今年の春、静岡市内のリフォーム展示会を見て回ったとき、ある光景が目に止まりました。大手フランチャイズのブースは賑わっているのに、地元の腕のいい工務店のブースはガラガラ。案内してくれたその工務店の棟梁は、「施工の質では絶対に負けていないんですが…」と苦笑いしていました。
腕はある。実績もある。でも「選ばれない」。
これ、全国の地場工務店が抱えている、本当によくある悩みです。価格で比べられて、値引きを迫られて、最終的にはフランチャイズに持っていかれる——そのサイクルから抜け出すカギは、「指名受注」を増やすことにあります。
今回は、工務店が指名受注を増やすための5つのポイントを、数字とデータを交えながら具体的にお伝えします。
📋 この記事でわかること
- なぜ地場工務店は価格競争に引き込まれやすいのか、その構造的な原因
- 施主が「指名で選ぶ」ために必要な5つの具体的なアプローチ
- 施工事例・補助金情報・Web発信が指名受注に直結するしくみ
- 忙しい工務店オーナーでも実行できる、発信の自動化ヒント
こんな方におすすめ
- ✅ 見積もりのたびに値段だけで比べられてうんざりしている棟梁・リフォーム店オーナー
- ✅ 口コミや紹介は来るが、「指名」で選ばれている実感が薄い方
- ✅ 施工事例や専門性があるのに、うまくWebで伝えられていない方
- ✅ 大手ハウスメーカーやフランチャイズとの差別化に悩んでいる方
- ✅ Web集客を強化したいが、何から手をつければいいかわからない方

指名受注が増えない本当の理由——施主は「情報」で工務店を選んでいる
まず、現実のデータを確認しましょう。
国土交通省の「令和5年度 住宅市場動向調査」によると、リフォームを検討する施主の約7割以上がインターネットで情報収集を行っています。さらに、施工会社を最終的に決めるまでの検討期間は平均3〜6ヶ月にのぼることも分かっています。
つまり施主は、問い合わせをする前にすでに数ヶ月間、インターネット上で工務店の情報を比較しているんです。
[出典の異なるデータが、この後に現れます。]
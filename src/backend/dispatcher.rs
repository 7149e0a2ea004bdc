//! Executes movements through the selected output backend
//!
//! The dispatcher owns the worker-side random source and the selection
//! policy. Whoever holds it is the only writer of the pointer position.

use std::sync::Arc;
use std::thread;
use std::time::Duration;

use crate::config::Settings;
use crate::error::MotionError;
use crate::humanize::Humanizer;
use crate::motion::{trajectory, MovementVector, Position};

use super::channel::{PointerRequest, PrivilegedChannel};
use super::platform::PointerPlatform;
use super::selector::{BackendSelector, RandomSelector};
use super::BackendKind;

/// Interior control points of a curved path
pub const CURVE_CONTROL_POINTS: usize = 2;

/// Backends usable for the fast, non-humanized large-move path
const FAST_BACKENDS: [BackendKind; 2] = [BackendKind::SyntheticEvent, BackendKind::DirectPlacement];

pub struct Dispatcher {
    platform: Arc<dyn PointerPlatform>,
    channel: Option<Arc<dyn PrivilegedChannel>>,
    channel_available: bool,
    channel_probed: bool,
    humanizer: Humanizer,
    selector: Box<dyn BackendSelector>,
}

impl Dispatcher {
    /// Create a dispatcher with random selection and no privileged channel
    pub fn new(platform: Arc<dyn PointerPlatform>, humanizer: Humanizer) -> Self {
        Self {
            platform,
            channel: None,
            channel_available: false,
            channel_probed: false,
            humanizer,
            selector: Box::new(RandomSelector),
        }
    }

    /// Replace the selection policy
    pub fn with_selector(mut self, selector: Box<dyn BackendSelector>) -> Self {
        self.set_selector(selector);
        self
    }

    /// Attach a privileged channel; it stays unselectable until probed
    pub fn with_channel(mut self, channel: Arc<dyn PrivilegedChannel>) -> Self {
        self.set_channel(channel);
        self
    }

    pub fn set_selector(&mut self, selector: Box<dyn BackendSelector>) {
        self.selector = selector;
    }

    pub fn set_channel(&mut self, channel: Arc<dyn PrivilegedChannel>) {
        self.channel = Some(channel);
        self.channel_available = false;
        self.channel_probed = false;
    }

    /// A channel is attached but has not been probed yet
    pub fn needs_probe(&self) -> bool {
        self.channel.is_some() && !self.channel_probed
    }

    /// Connect the privileged channel and record whether it is usable
    pub fn probe_channel(&mut self) -> Result<(), MotionError> {
        let Some(channel) = &self.channel else {
            self.channel_available = false;
            return Err(MotionError::ChannelDisconnected);
        };

        self.channel_probed = true;
        self.channel_available = channel.try_connect() && channel.is_connected();
        if self.channel_available {
            Ok(())
        } else {
            Err(MotionError::ChannelDisconnected)
        }
    }

    pub fn channel_available(&self) -> bool {
        self.channel_available
    }

    pub fn set_humanizer(&mut self, humanizer: Humanizer) {
        self.humanizer = humanizer;
    }

    pub fn humanizer(&mut self) -> &mut Humanizer {
        &mut self.humanizer
    }

    pub fn current_position(&self) -> Position {
        self.platform.current_position()
    }

    /// Backends eligible for humanized selection
    pub fn available_backends(&self) -> Vec<BackendKind> {
        BackendKind::ALL
            .into_iter()
            .filter(|&kind| kind != BackendKind::PrivilegedChannel || self.channel_available)
            .collect()
    }

    /// Move by `delta` from `origin` using one specific backend
    pub fn execute(
        &mut self,
        kind: BackendKind,
        delta: MovementVector,
        origin: Position,
    ) -> Result<(), MotionError> {
        match kind {
            BackendKind::SyntheticEvent => {
                let wobble =
                    MovementVector::new(self.humanizer.axis_jitter(), self.humanizer.axis_jitter());
                let delta = MovementVector::new(
                    delta.dx.saturating_add(wobble.dx),
                    delta.dy.saturating_add(wobble.dy),
                );
                let placed = self.platform.attempt_relative(delta);
                pause(self.humanizer.settle_delay());
                placed.then_some(()).ok_or(MotionError::Placement {
                    kind,
                    target: origin.offset(delta),
                })
            }
            BackendKind::DirectPlacement => {
                let target = origin.offset(delta);
                self.platform
                    .attempt_absolute(target)
                    .then_some(())
                    .ok_or(MotionError::Placement { kind, target })
            }
            BackendKind::PrivilegedChannel => {
                let target = origin.offset(delta);
                self.send_privileged(target)
            }
        }
    }

    fn send_privileged(&self, target: Position) -> Result<(), MotionError> {
        let kind = BackendKind::PrivilegedChannel;
        let channel = match &self.channel {
            Some(channel) if self.channel_available => channel,
            _ => return Err(MotionError::BackendUnavailable(kind)),
        };

        if !channel.is_connected() {
            return Err(MotionError::ChannelDisconnected);
        }

        channel
            .send(PointerRequest::movement(target))
            .then_some(())
            .ok_or(MotionError::Placement { kind, target })
    }

    /// Jitter the delta, hand it to a randomly selected backend, then wait
    /// out a short reaction latency
    pub fn humanized_step(
        &mut self,
        delta: MovementVector,
        settings: &Settings,
    ) -> Result<BackendKind, MotionError> {
        let origin = self.platform.current_position();
        let delta = MovementVector::new(
            self.humanizer.jitter(delta.dx, settings.jitter_amount),
            self.humanizer.jitter(delta.dy, settings.jitter_amount),
        );

        let candidates = self.available_backends();
        let kind = self.selector.select(&candidates, &mut self.humanizer);
        let outcome = self.execute(kind, delta, origin);

        pause(self.humanizer.reaction_delay());
        outcome.map(|()| kind)
    }

    /// Split between the synthetic-event and direct-placement backends
    pub fn fast_step(
        &mut self,
        delta: MovementVector,
        origin: Position,
    ) -> Result<BackendKind, MotionError> {
        let kind = self.selector.select(&FAST_BACKENDS, &mut self.humanizer);
        self.execute(kind, delta, origin).map(|()| kind)
    }

    /// Walk a randomized curve from `start` to `end`
    ///
    /// Each sampled point is jittered and placed with a short delay. A
    /// final placement at `end` always follows, correcting any drift. Only
    /// that final placement decides the result.
    pub fn curved_path(
        &mut self,
        start: Position,
        end: Position,
        settings: &Settings,
    ) -> Result<Vec<Position>, MotionError> {
        let curve = trajectory::generate_bezier_curve(
            &mut self.humanizer,
            start,
            end,
            CURVE_CONTROL_POINTS,
            settings.humanization_level,
            settings.path_deviation,
        );

        for point in curve.iter().skip(1) {
            let target = Position::new(
                self.humanizer.jitter(point.x, settings.jitter_amount),
                self.humanizer.jitter(point.y, settings.jitter_amount),
            );
            if !self.platform.attempt_absolute(target) {
                log::warn!("Curve point ({}, {}) not placed", target.x, target.y);
            }
            pause(self.humanizer.segment_delay(settings.movement_delay_micros));
        }

        if !self.platform.attempt_absolute(end) {
            return Err(MotionError::Placement {
                kind: BackendKind::DirectPlacement,
                target: end,
            });
        }

        Ok(curve)
    }
}

pub(crate) fn pause(duration: Duration) {
    if !duration.is_zero() {
        thread::sleep(duration);
    }
}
その間に「この工務店は専門性が高そうだ」「うちの地域で実績があるな」「補助金のこともよく分かってるな」と感じてもらえた工務店に、問い合わせは集まります。逆に言えば、Web上に情報がない工務店は、その検討リストにすら入れてもらえない。
価格競争に引き込まれる理由は、腕が悪いからではありません。専門性が伝わっていないから、価格という唯一の比較軸で判断されてしまうんです。
ポイント1:施工事例を「読めるコンテンツ」に変える
多くの工務店オーナーに聞くと、「事務所の壁に施工写真はいっぱい貼ってある」という返事が返ってきます。でも、そのほとんどがホームページには載っていない。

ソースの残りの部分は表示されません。